Aim of the task. From the entries below, output the line with "assert_eq!(rows.len(), 40);" and each following line up to and including the line with "keys.dedup();", exactly as written.

Collected data entries:
//! End-to-end timeline synchronization scenarios
//!
//! Drives the public paging API against mock mediators and a real
//! in-memory cache store, covering the ordering, atomicity and staleness
//! guarantees the engine makes per paging key.

use std::sync::atomic::{AtomicUsize, Ordering};
use std::sync::Arc;

use async_trait::async_trait;
use futures::StreamExt;
use tokio::sync::Notify;

use roost::data::{CacheStore, CachedEntry, StatusContent, StatusRow};
use roost::error::Result;
use roost::mapper::flatten_thread;
use roost::model::{AccountKey, MicroblogKey, PlatformType};
use roost::paging::{
    Cursor, LoadOutcome, TimelineMediator, TimelinePage, TimelinePager, TimelineRequest,
};

fn account() -> AccountKey {
    MicroblogKey::new("me", "example.test")
}

fn entry(id: &str) -> CachedEntry {
    CachedEntry::new(
        StatusRow {
            status_key: MicroblogKey::new(id, "example.test"),
            account_key: account(),
            platform_type: PlatformType::Mastodon,
            user_key: None,
            content: StatusContent::Unknown(serde_json::json!({ "id": id })),
        },
        None,
    )
}

async fn new_pager(mediator: Arc<dyn TimelineMediator>) -> (Arc<CacheStore>, TimelinePager) {
    let store = Arc::new(CacheStore::connect_in_memory().await.unwrap());
    let pager = TimelinePager::new(
        Arc::clone(&store),
        mediator,
        account(),
        "home_me@example.test".to_string(),
        20,
    );
    (store, pager)
}

/// Serves numbered pages: refresh yields items 0..20 with a cursor,
/// append yields the next 20 past the cursor.
struct PagedMediator;

#[async_trait]
impl TimelineMediator for PagedMediator {
    async fn timeline(&self, page_size: usize, request: TimelineRequest) -> Result<TimelinePage> {
        let start = match &request {
            TimelineRequest::Refresh => 0,
            TimelineRequest::Append { cursor } => {
                cursor.as_ref().and_then(Cursor::as_i64).unwrap_or(0) as usize
            }
            TimelineRequest::Prepend { .. } => return Ok(TimelinePage::end()),
        };
        let entries: Vec<CachedEntry> = (start..start + page_size)
            .map(|i| entry(&format!("item-{i}")))
            .collect();
        Ok(TimelinePage {
            entries,
            next_cursor: Some(Cursor::new((start + page_size).to_string())),
            prev_cursor: None,
            end_of_pagination: false,
        })
    }

    fn platform(&self) -> PlatformType {
        PlatformType::Mastodon
    }
}

#[tokio::test]
async fn refresh_then_append_builds_a_contiguous_feed() {
    let (store, pager) = new_pager(Arc::new(PagedMediator)).await;

    assert_eq!(pager.refresh().await.unwrap(), LoadOutcome::Completed);
    let rows = store
        .paging_rows(&account(), "home_me@example.test")
        .await
        .unwrap();
    assert_eq!(rows.len(), 20);
    assert_eq!(
        rows.iter().map(|r| r.sort_id).collect::<Vec<i64>>(),
        (0..20).collect::<Vec<i64>>()
    );

    assert_eq!(pager.load_more().await.unwrap(), LoadOutcome::Completed);
    let rows = store
        .paging_rows(&account(), "home_me@example.test")
        .await
        .unwrap();
    assert_eq!(rows.len(), 40);
    assert_eq!(
        rows.iter().map(|r| r.sort_id).collect::<Vec<i64>>(),
        (0..40).collect::<Vec<i64>>()
    );

    let mut keys: Vec<String> = rows.iter().map(|r| r.status_key.to_string()).collect();
    keys.sort();
    keys.dedup();
    assert_eq!(keys.len(), 40, "no duplicate status keys across pages");
}

#[tokio::test]
async fn observers_see_each_committed_page() {
    let (store, pager) = new_pager(Arc::new(PagedMediator)).await;
    let mut stream = Box::pin(
        store.observe_timeline(account(), "home_me@example.test".to_string()),
    );
    assert!(stream.next().await.unwrap().is_empty());

    pager.refresh().await.unwrap();
    assert_eq!(stream.next().await.unwrap().len(), 20);

    pager.load_more().await.unwrap();
    assert_eq!(stream.next().await.unwrap().len(), 40);
}

/// Mediator whose appends block until released, letting the test overlap
/// a refresh with an in-flight append deterministically.
struct GatedMediator {
    entered_append: Notify,
    release_append: Notify,
    refreshes: AtomicUsize,
}

#[async_trait]
impl TimelineMediator for GatedMediator {
    async fn timeline(&self, _page_size: usize, request: TimelineRequest) -> Result<TimelinePage> {
        match request {
            TimelineRequest::Refresh => {
                let n = self.refreshes.fetch_add(1, Ordering::SeqCst);
                Ok(TimelinePage {
                    entries: vec![entry(&format!("fresh-{n}"))],
                    next_cursor: Some(Cursor::new("next")),
                    prev_cursor: None,
                    end_of_pagination: false,
                })
            }
            TimelineRequest::Append { .. } => {
                self.entered_append.notify_one();
                self.release_append.notified().await;
                Ok(TimelinePage {
                    entries: vec![entry("stale-append")],
                    next_cursor: None,
                    prev_cursor: None,
                    end_of_pagination: true,
                })
            }
            TimelineRequest::Prepend { .. } => Ok(TimelinePage::end()),
        }
    }

    fn platform(&self) -> PlatformType {
        PlatformType::Mastodon
    }
}

#[tokio::test]
async fn append_overtaken_by_refresh_is_discarded() {
    let mediator = Arc::new(GatedMediator {
        entered_append: Notify::new(),
        release_append: Notify::new(),
        refreshes: AtomicUsize::new(0),
    });
    let store = Arc::new(CacheStore::connect_in_memory().await.unwrap());
    let pager = Arc::new(TimelinePager::new(
        Arc::clone(&store),
        mediator.clone() as Arc<dyn TimelineMediator>,
        account(),
        "home_me@example.test".to_string(),
        20,
    ));

    pager.refresh().await.unwrap();

    let append_pager = Arc::clone(&pager);
    let append = tokio::spawn(async move { append_pager.load_more().await });
    // Wait until the append is parked at its gate, then refresh over it.
    mediator.entered_append.notified().await;

    pager.refresh().await.unwrap();
    mediator.release_append.notify_one();

    assert_eq!(append.await.unwrap().unwrap(), LoadOutcome::Discarded);

    let rows = store
        .paging_rows(&account(), "home_me@example.test")
        .await
        .unwrap();
    assert_eq!(rows.len(), 1);
    assert_eq!(rows[0].status_key.id, "fresh-1");
}

/// Serves a fixed reply thread around a focal post.
struct ThreadMediator;

#[async_trait]
impl TimelineMediator for ThreadMediator {
    async fn timeline(&self, _page_size: usize, request: TimelineRequest) -> Result<TimelinePage> {
        match request {
            TimelineRequest::Refresh => Ok(TimelinePage {
                entries: flatten_thread(
                    vec![entry("ancestor-1"), entry("ancestor-2")],
                    entry("focal"),
                    vec![entry("reply-1"), entry("reply-2"), entry("reply-3")],
                ),
                next_cursor: None,
                prev_cursor: None,
                end_of_pagination: true,
            }),
            _ => Ok(TimelinePage::end()),
        }
    }

    fn platform(&self) -> PlatformType {
        PlatformType::Mastodon
    }
}

#[tokio::test]
async fn thread_detail_orders_ancestors_focal_replies() {
    let (store, pager) = new_pager(Arc::new(ThreadMediator)).await;
    pager.refresh().await.unwrap();

    let items = store
        .timeline_items(&account(), "home_me@example.test")
        .await
        .unwrap();
    let order: Vec<&str> = items
        .iter()
        .map(|item| item.status.status_key.id.as_str())
        .collect();
    assert_eq!(
        order,
        vec!["ancestor-1", "ancestor-2", "focal", "reply-1", "reply-2", "reply-3"]
    );
    assert!(items[0].sort_id < items[2].sort_id);
    assert_eq!(items[2].sort_id, 0);
}

/// A mediator that always fails, for error-state behavior.
struct BrokenMediator;

#[async_trait]
impl TimelineMediator for BrokenMediator {
    async fn timeline(&self, _page_size: usize, _request: TimelineRequest) -> Result<TimelinePage> {
        Err(roost::error::EngineError::Transport(
            "connection refused".to_string(),
        ))
    }

    fn platform(&self) -> PlatformType {
        PlatformType::Mastodon
    }
}

#[tokio::test]
async fn errors_surface_as_state_without_touching_cache() {
    let (store, pager) = new_pager(Arc::new(PagedMediator)).await;
    pager.refresh().await.unwrap();

    let broken = TimelinePager::new(
        Arc::clone(&store),
        Arc::new(BrokenMediator),
        account(),
        "home_me@example.test".to_string(),
        20,
    );
    assert!(broken.refresh().await.is_err());

    // Cached content from the earlier pager is intact: stale but present.
    assert_eq!(
        store
            .timeline_count(&account(), "home_me@example.test")
            .await
            .unwrap(),
        20
    );
}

Answer for the task.
    assert_eq!(rows.len(), 40);
    assert_eq!(
        rows.iter().map(|r| r.sort_id).collect::<Vec<i64>>(),
        (0..40).collect::<Vec<i64>>()
    );

    let mut keys: Vec<String> = rows.iter().map(|r| r.status_key.to_string()).collect();
    keys.sort();
    keys.dedup();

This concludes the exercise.